(Records for the exercise Opens)
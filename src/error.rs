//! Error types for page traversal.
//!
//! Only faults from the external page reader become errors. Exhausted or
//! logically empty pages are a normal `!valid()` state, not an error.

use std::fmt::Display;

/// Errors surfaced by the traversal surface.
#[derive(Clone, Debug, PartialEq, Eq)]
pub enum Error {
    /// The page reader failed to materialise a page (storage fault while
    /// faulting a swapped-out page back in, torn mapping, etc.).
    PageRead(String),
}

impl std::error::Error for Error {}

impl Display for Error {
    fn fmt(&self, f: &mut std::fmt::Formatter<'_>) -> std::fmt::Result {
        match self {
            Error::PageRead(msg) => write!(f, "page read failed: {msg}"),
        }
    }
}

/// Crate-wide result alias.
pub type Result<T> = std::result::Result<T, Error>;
(Records for the exercise Closes)
(Records for the exercise Opens)
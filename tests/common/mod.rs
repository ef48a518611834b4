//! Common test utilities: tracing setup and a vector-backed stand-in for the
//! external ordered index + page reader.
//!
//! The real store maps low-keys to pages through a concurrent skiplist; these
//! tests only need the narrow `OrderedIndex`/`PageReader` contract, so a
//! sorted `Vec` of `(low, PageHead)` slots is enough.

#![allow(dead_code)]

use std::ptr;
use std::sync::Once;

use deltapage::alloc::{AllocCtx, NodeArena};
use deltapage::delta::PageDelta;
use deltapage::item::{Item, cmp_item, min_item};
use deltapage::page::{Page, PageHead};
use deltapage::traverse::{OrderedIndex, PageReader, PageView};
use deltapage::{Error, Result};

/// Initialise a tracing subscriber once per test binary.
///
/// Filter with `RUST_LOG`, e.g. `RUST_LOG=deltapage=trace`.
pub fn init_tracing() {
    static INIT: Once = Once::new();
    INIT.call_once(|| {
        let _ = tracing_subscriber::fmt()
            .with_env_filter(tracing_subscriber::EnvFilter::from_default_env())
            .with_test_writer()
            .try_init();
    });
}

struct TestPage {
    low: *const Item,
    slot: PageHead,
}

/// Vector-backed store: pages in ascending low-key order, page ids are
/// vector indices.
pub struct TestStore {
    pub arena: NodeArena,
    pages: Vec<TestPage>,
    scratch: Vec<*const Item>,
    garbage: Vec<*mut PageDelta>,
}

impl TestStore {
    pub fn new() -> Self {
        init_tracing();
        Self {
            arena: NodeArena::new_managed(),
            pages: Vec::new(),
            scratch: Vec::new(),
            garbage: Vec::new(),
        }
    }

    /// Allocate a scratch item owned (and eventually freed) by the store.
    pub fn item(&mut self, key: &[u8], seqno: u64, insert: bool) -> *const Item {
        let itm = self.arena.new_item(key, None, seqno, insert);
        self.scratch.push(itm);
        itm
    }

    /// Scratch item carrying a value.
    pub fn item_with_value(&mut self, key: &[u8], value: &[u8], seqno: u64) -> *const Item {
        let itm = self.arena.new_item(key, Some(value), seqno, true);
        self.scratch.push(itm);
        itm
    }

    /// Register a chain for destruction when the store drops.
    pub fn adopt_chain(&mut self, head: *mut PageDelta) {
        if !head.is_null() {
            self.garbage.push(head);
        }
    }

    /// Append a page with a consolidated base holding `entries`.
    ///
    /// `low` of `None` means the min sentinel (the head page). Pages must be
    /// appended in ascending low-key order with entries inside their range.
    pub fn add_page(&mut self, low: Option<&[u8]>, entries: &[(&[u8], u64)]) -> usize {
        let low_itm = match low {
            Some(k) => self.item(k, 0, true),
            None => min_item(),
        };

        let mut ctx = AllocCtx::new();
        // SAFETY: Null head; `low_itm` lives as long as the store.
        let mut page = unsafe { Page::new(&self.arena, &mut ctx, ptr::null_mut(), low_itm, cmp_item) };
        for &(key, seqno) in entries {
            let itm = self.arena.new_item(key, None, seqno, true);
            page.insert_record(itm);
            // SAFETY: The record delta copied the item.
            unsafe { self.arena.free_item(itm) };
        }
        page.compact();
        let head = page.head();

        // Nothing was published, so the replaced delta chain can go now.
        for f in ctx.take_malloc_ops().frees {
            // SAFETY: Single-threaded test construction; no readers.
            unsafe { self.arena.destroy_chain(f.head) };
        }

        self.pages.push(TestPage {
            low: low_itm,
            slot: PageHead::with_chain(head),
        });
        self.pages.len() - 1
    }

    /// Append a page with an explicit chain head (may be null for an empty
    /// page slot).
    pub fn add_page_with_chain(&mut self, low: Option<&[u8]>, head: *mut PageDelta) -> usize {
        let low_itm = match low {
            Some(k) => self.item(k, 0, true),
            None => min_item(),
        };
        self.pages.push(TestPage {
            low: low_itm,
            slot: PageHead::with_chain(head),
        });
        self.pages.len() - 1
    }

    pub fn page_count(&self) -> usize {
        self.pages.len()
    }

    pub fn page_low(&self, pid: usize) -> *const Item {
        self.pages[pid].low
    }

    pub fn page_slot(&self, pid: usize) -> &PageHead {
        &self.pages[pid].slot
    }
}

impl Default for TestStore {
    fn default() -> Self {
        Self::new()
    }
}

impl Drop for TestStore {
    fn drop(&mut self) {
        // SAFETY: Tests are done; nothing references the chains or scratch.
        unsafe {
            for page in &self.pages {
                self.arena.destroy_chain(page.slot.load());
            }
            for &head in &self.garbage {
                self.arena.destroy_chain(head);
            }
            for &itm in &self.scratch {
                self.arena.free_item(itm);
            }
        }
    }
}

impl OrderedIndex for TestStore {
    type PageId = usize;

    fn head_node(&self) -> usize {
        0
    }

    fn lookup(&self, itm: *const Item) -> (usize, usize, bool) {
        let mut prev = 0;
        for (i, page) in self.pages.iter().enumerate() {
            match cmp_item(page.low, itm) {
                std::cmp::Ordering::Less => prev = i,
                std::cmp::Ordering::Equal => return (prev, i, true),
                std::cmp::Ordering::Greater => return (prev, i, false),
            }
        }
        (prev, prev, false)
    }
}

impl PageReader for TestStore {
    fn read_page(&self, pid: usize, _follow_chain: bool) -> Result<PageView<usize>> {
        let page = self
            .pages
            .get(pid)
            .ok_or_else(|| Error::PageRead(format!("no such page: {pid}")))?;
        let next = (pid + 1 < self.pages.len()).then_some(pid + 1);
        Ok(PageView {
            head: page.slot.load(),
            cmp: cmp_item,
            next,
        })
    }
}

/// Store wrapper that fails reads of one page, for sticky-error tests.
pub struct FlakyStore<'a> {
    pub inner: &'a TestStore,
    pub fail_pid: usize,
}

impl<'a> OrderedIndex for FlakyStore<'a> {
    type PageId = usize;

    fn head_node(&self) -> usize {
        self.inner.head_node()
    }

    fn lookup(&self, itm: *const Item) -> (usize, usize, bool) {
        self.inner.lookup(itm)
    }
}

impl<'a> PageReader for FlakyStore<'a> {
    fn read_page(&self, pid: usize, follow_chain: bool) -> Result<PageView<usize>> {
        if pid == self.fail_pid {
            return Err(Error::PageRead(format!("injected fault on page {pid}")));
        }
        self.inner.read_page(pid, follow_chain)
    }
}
(Records for the exercise Closes)
(Records for the exercise Opens)
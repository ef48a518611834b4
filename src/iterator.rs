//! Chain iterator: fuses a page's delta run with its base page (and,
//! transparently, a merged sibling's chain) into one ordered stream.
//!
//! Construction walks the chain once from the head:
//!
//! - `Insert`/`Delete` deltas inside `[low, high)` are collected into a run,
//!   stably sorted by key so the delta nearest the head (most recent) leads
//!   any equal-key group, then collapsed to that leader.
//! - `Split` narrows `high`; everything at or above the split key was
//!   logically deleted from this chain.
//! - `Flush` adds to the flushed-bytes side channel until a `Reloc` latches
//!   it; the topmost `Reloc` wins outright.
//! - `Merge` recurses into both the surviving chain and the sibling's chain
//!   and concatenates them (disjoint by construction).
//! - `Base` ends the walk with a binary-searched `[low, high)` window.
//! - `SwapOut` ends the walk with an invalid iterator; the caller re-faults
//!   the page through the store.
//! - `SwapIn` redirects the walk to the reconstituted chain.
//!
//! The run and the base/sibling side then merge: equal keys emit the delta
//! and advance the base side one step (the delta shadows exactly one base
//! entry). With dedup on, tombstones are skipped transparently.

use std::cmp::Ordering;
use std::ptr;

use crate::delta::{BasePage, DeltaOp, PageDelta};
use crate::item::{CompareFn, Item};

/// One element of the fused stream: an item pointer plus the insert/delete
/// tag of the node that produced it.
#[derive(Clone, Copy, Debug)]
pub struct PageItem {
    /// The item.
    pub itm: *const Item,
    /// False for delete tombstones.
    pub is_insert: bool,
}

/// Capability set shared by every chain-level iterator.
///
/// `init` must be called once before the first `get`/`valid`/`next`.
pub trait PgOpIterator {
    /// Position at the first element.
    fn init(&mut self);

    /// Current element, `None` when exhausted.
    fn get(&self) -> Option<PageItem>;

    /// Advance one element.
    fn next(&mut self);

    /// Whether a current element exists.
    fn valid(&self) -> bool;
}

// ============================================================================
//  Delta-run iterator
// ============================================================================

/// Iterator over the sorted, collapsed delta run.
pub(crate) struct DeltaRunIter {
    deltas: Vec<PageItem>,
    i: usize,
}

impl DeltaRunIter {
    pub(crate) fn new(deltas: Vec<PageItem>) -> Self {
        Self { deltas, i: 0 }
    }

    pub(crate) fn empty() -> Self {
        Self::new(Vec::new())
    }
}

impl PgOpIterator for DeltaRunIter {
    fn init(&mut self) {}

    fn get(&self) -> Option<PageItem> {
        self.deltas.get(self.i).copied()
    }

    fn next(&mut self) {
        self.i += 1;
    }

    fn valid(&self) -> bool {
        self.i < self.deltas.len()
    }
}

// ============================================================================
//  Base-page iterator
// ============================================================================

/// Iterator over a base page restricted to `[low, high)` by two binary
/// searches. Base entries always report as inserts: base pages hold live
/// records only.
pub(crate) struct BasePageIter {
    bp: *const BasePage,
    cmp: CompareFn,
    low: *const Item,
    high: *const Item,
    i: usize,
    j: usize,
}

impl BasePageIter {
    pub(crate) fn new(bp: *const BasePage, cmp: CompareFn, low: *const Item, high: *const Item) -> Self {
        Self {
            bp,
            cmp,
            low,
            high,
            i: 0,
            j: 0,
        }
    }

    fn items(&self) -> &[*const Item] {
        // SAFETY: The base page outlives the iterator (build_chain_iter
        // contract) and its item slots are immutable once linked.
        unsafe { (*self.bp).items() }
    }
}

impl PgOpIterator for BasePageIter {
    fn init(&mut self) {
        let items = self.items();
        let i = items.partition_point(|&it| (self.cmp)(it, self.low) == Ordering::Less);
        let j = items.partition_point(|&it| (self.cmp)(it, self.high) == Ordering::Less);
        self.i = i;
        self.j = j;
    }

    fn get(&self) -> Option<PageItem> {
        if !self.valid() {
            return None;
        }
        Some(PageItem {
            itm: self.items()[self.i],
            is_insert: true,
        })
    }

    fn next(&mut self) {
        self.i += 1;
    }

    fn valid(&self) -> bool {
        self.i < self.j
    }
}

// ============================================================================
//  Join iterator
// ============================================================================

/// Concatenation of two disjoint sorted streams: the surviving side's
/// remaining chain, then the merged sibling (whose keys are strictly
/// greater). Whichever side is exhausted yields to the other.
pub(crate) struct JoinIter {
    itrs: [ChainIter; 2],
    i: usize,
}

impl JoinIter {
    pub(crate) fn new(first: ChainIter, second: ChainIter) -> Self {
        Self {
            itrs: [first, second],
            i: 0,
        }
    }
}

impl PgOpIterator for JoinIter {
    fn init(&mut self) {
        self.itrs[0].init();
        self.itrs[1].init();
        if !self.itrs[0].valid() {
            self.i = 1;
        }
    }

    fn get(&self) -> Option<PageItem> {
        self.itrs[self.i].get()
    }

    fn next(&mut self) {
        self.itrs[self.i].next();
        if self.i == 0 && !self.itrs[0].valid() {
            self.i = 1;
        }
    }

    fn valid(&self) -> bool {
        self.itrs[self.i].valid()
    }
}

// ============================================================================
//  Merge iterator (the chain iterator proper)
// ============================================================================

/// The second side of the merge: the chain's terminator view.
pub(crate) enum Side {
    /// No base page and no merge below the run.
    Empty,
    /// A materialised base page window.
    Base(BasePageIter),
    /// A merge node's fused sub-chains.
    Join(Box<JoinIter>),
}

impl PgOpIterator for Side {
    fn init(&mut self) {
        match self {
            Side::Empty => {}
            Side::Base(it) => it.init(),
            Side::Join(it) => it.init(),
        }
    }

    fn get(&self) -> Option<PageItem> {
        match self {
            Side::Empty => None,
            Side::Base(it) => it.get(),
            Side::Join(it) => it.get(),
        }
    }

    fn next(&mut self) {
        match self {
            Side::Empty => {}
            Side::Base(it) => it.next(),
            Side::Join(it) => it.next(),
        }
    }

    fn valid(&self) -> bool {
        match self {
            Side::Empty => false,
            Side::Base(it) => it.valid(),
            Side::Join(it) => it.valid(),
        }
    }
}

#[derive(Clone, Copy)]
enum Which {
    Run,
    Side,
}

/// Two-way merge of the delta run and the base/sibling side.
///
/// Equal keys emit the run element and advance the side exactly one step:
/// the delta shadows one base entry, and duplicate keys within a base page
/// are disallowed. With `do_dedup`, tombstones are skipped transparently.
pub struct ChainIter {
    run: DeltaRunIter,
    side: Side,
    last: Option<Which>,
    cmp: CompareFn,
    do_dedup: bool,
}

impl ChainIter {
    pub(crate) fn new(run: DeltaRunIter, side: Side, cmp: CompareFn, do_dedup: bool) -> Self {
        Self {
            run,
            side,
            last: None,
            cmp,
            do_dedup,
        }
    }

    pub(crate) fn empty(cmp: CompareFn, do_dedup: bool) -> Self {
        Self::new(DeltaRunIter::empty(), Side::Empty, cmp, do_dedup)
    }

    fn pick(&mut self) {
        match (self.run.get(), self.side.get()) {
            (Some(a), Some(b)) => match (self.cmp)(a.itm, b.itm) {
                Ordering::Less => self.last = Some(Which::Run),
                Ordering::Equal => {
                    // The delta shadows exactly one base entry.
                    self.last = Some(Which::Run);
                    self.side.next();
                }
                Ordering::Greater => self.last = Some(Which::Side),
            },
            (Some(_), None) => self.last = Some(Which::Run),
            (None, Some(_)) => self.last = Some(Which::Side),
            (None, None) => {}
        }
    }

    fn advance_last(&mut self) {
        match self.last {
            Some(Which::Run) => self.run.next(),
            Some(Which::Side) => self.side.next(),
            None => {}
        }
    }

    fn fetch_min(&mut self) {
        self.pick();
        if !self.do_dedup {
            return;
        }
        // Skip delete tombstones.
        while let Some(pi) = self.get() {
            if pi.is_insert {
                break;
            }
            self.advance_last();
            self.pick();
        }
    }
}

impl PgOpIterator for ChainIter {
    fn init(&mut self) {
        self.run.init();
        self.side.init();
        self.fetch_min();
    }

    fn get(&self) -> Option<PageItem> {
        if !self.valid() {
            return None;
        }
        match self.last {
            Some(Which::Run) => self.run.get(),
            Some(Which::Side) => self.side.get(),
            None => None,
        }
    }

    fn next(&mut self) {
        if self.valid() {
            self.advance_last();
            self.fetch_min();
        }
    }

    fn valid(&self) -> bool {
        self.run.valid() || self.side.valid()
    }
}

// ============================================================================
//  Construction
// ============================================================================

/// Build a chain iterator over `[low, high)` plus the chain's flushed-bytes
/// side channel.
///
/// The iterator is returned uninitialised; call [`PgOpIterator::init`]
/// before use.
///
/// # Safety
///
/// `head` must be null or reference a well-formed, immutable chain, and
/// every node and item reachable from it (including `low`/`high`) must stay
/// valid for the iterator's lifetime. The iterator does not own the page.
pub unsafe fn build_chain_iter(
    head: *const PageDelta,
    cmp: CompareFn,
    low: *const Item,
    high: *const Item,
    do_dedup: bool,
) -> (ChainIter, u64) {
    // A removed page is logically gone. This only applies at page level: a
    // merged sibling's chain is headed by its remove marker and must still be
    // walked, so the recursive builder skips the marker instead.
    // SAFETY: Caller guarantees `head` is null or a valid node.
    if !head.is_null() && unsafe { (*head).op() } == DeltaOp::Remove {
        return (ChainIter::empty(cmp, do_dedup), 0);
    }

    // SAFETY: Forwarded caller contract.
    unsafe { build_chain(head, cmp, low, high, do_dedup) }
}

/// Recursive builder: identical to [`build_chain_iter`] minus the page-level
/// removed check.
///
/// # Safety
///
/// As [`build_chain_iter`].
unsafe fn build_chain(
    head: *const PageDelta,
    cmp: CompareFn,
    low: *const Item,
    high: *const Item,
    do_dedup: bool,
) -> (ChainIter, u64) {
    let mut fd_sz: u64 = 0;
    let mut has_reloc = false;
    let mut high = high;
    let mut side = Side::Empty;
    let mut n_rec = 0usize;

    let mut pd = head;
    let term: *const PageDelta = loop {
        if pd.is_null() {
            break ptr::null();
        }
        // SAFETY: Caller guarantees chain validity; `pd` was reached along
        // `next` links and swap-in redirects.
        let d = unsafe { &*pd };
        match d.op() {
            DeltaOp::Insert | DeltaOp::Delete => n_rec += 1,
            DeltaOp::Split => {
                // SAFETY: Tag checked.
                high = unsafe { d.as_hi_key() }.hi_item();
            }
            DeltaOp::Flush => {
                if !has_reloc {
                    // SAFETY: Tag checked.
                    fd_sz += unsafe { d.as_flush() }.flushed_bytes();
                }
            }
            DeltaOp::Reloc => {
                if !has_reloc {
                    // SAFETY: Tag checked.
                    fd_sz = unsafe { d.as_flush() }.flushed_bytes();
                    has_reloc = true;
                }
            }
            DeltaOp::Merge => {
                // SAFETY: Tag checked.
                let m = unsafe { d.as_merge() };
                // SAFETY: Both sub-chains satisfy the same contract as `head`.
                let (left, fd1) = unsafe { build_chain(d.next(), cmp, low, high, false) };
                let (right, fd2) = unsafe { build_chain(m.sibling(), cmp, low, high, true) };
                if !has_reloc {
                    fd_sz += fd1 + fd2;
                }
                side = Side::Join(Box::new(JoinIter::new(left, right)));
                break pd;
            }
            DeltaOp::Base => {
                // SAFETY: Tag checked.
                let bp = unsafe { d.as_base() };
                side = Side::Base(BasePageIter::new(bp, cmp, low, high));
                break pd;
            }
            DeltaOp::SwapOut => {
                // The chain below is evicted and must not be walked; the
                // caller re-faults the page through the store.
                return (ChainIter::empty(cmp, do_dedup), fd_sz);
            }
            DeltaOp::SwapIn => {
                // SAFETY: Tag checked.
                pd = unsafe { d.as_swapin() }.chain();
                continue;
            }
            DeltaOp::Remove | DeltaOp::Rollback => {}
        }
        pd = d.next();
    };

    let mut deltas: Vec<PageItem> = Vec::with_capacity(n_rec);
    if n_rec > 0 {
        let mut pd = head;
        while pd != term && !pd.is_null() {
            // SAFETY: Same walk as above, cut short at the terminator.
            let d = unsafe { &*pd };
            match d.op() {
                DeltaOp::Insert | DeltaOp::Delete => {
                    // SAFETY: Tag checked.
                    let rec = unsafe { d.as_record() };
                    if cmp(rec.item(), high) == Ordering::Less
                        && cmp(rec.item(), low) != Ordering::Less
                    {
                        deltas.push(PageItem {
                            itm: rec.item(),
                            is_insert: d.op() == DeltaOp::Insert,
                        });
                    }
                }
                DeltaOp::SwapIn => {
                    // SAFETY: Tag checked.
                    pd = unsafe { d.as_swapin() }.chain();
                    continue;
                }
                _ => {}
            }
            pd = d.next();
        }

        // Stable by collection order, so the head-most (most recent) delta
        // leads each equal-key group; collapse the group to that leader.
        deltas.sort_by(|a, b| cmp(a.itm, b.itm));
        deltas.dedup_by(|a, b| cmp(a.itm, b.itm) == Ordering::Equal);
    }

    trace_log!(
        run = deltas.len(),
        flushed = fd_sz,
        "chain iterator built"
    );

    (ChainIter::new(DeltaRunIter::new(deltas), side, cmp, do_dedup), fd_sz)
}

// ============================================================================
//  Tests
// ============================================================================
(Records for the exercise Closes)
**Problem:** Each line of the material that holds the string "backed" counts once; give the total alone.

**Answer for this exercise:** 2